Task to carry out — Copy, from the entries below, each line where the word "joined" can be found.

Source records —
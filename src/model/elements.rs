//! Schema element types

use serde::Serialize;

/// One parsed table: columns, indexes and table options, each present only
/// when the defining statement contributed them. A bodyless `CREATE TABLE`
/// legitimately has none of the three.
#[derive(Debug, Clone, Default, PartialEq, Eq, Serialize)]
pub struct TableSchema {
    #[serde(skip_serializing_if = "Option::is_none")]
    pub columns: Option<Vec<ColumnDef>>,
    #[serde(skip_serializing_if = "Option::is_none")]
    pub indexes: Option<Vec<IndexDef>>,
    #[serde(skip_serializing_if = "Option::is_none", rename = "tableOptions")]
    pub options: Option<TableOptions>,
}

/// Column definition
#[derive(Debug, Clone, PartialEq, Eq, Serialize)]
pub struct ColumnDef {
    /// Column name
    pub field: String,
    /// Raw type string, including any length/precision parenthetical
    /// (e.g. `bigint(20)`)
    #[serde(rename = "type")]
    pub data_type: String,
    /// True for an explicit NULL marker or a literal `NULL` default
    #[serde(rename = "null")]
    pub nullable: bool,
    /// Default value with surrounding single quotes stripped; empty string
    /// when no default was given
    pub default: String,
}

/// Index definition, covering table-level PRIMARY KEY / FOREIGN KEY
/// constructs as well as standalone CREATE INDEX statements.
///
/// Table-level constructs carry their name in `key_name`; standalone
/// indexes use `index_name`. `column_name` keeps the raw comma-joined
/// column list of the source text — use [`IndexDef::column_names`] for the
/// parsed form.
#[derive(Debug, Clone, Default, PartialEq, Eq, Serialize)]
pub struct IndexDef {
    /// False for PRIMARY and UNIQUE indexes, true otherwise
    pub non_unique: bool,
    #[serde(skip_serializing_if = "Option::is_none")]
    pub key_name: Option<String>,
    #[serde(skip_serializing_if = "Option::is_none")]
    pub index_name: Option<String>,
    #[serde(skip_serializing_if = "Option::is_none")]
    pub key_type: Option<KeyType>,
    #[serde(skip_serializing_if = "Option::is_none")]
    pub create_type: Option<CreateType>,
    #[serde(skip_serializing_if = "Option::is_none")]
    pub index_type: Option<IndexType>,
    /// Raw comma-joined column list
    pub column_name: String,
    #[serde(skip_serializing_if = "Option::is_none")]
    pub references: Option<ForeignKeyRef>,
    /// Raw trailing options text of a CREATE INDEX statement
    #[serde(skip_serializing_if = "Option::is_none")]
    pub options: Option<String>,
}

impl IndexDef {
    /// The columns of `column_name` as a parsed, ordered list.
    pub fn column_names(&self) -> Vec<&str> {
        split_column_list(&self.column_name)
    }
}

/// Foreign key reference target
#[derive(Debug, Clone, PartialEq, Eq, Serialize)]
#[serde(rename_all = "camelCase")]
pub struct ForeignKeyRef {
    /// Referenced table
    pub table_name: String,
    /// Raw comma-joined referenced column list
    pub columns: String,
    #[serde(skip_serializing_if = "Option::is_none")]
    pub on_delete: Option<ReferenceAction>,
    #[serde(skip_serializing_if = "Option::is_none")]
    pub on_update: Option<ReferenceAction>,
}

impl ForeignKeyRef {
    /// The referenced columns as a parsed, ordered list.
    pub fn column_names(&self) -> Vec<&str> {
        split_column_list(&self.columns)
    }
}

fn split_column_list(raw: &str) -> Vec<&str> {
    raw.split(',')
        .map(str::trim)
        .filter(|part| !part.is_empty())
        .collect()
}

/// Table options recognized after the definition list
#[derive(Debug, Clone, Default, PartialEq, Eq, Serialize)]
#[serde(rename_all = "camelCase")]
pub struct TableOptions {
    #[serde(skip_serializing_if = "Option::is_none")]
    pub engine: Option<String>,
    #[serde(skip_serializing_if = "Option::is_none")]
    pub character_set: Option<String>,
}

impl TableOptions {
    pub fn is_empty(&self) -> bool {
        self.engine.is_none() && self.character_set.is_none()
    }
}

/// Stored function definition
#[derive(Debug, Clone, PartialEq, Eq, Serialize)]
#[serde(rename_all = "camelCase")]
pub struct FunctionDef {
    pub name: String,
    /// `CURRENT_USER` or an explicit definer identifier
    #[serde(skip_serializing_if = "Option::is_none")]
    pub definer: Option<String>,
    /// Raw "TYPE name" parameter strings, in declaration order
    pub parameters: Vec<String>,
    /// Raw return type string
    pub return_type: String,
    #[serde(skip_serializing_if = "Option::is_none")]
    pub characteristic: Option<Characteristic>,
    /// Raw trailing SQL of the routine body
    #[serde(skip_serializing_if = "Option::is_none")]
    pub routine_body: Option<String>,
}

/// Kind of a table-level key construct
#[derive(Debug, Clone, Copy, PartialEq, Eq, Serialize)]
pub enum KeyType {
    #[serde(rename = "PRIMARY")]
    Primary,
    #[serde(rename = "FOREIGN")]
    Foreign,
}

/// Modifier of a standalone CREATE INDEX statement
#[derive(Debug, Clone, Copy, PartialEq, Eq, Serialize)]
pub enum CreateType {
    #[serde(rename = "UNIQUE")]
    Unique,
    #[serde(rename = "FULLTEXT")]
    Fulltext,
    #[serde(rename = "SPATIAL")]
    Spatial,
}

/// Index storage structure
#[derive(Debug, Clone, Copy, PartialEq, Eq, Serialize)]
pub enum IndexType {
    #[serde(rename = "BTREE")]
    Btree,
    #[serde(rename = "HASH")]
    Hash,
}

impl IndexType {
    /// Parse a `USING` argument; unknown words fall back to `None` and the
    /// caller keeps the BTREE default.
    pub fn parse(word: &str) -> Option<Self> {
        if word.eq_ignore_ascii_case("BTREE") {
            Some(IndexType::Btree)
        } else if word.eq_ignore_ascii_case("HASH") {
            Some(IndexType::Hash)
        } else {
            None
        }
    }
}

/// Referential action of an ON DELETE / ON UPDATE clause
#[derive(Debug, Clone, Copy, PartialEq, Eq, Serialize)]
pub enum ReferenceAction {
    #[serde(rename = "RESTRICT")]
    Restrict,
    #[serde(rename = "CASCADE")]
    Cascade,
    #[serde(rename = "SET NULL")]
    SetNull,
    #[serde(rename = "NO ACTION")]
    NoAction,
}

/// MySQL routine characteristic attached to a CREATE FUNCTION statement
#[derive(Debug, Clone, Copy, PartialEq, Eq, Serialize)]
pub enum Characteristic {
    #[serde(rename = "LANGUAGE SQL")]
    LanguageSql,
    #[serde(rename = "DETERMINISTIC")]
    Deterministic,
    #[serde(rename = "NOT DETERMINISTIC")]
    NotDeterministic,
    #[serde(rename = "CONTAINS SQL")]
    ContainsSql,
    #[serde(rename = "NO SQL")]
    NoSql,
    #[serde(rename = "READS SQL DATA")]
    ReadsSqlData,
    #[serde(rename = "MODIFIES SQL DATA")]
    ModifiesSqlData,
    #[serde(rename = "SQL SECURITY DEFINER")]
    SqlSecurityDefiner,
    #[serde(rename = "SQL SECURITY INVOKER")]
    SqlSecurityInvoker,
}

impl Characteristic {
    /// Every recognized characteristic, in vocabulary order.
    pub const ALL: [Characteristic; 9] = [
        Characteristic::LanguageSql,
        Characteristic::Deterministic,
        Characteristic::NotDeterministic,
        Characteristic::ContainsSql,
        Characteristic::NoSql,
        Characteristic::ReadsSqlData,
        Characteristic::ModifiesSqlData,
        Characteristic::SqlSecurityDefiner,
        Characteristic::SqlSecurityInvoker,
    ];

    /// The SQL keyword text of this characteristic.
    pub fn as_sql(&self) -> &'static str {
        match self {
            Characteristic::LanguageSql => "LANGUAGE SQL",
            Characteristic::Deterministic => "DETERMINISTIC",
            Characteristic::NotDeterministic => "NOT DETERMINISTIC",
            Characteristic::ContainsSql => "CONTAINS SQL",
            Characteristic::NoSql => "NO SQL",
            Characteristic::ReadsSqlData => "READS SQL DATA",
            Characteristic::ModifiesSqlData => "MODIFIES SQL DATA",
            Characteristic::SqlSecurityDefiner => "SQL SECURITY DEFINER",
            Characteristic::SqlSecurityInvoker => "SQL SECURITY INVOKER",
        }
    }
}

Written response —
/// indexes use `index_name`. `column_name` keeps the raw comma-joined
    /// Raw comma-joined column list
    /// Raw comma-joined referenced column list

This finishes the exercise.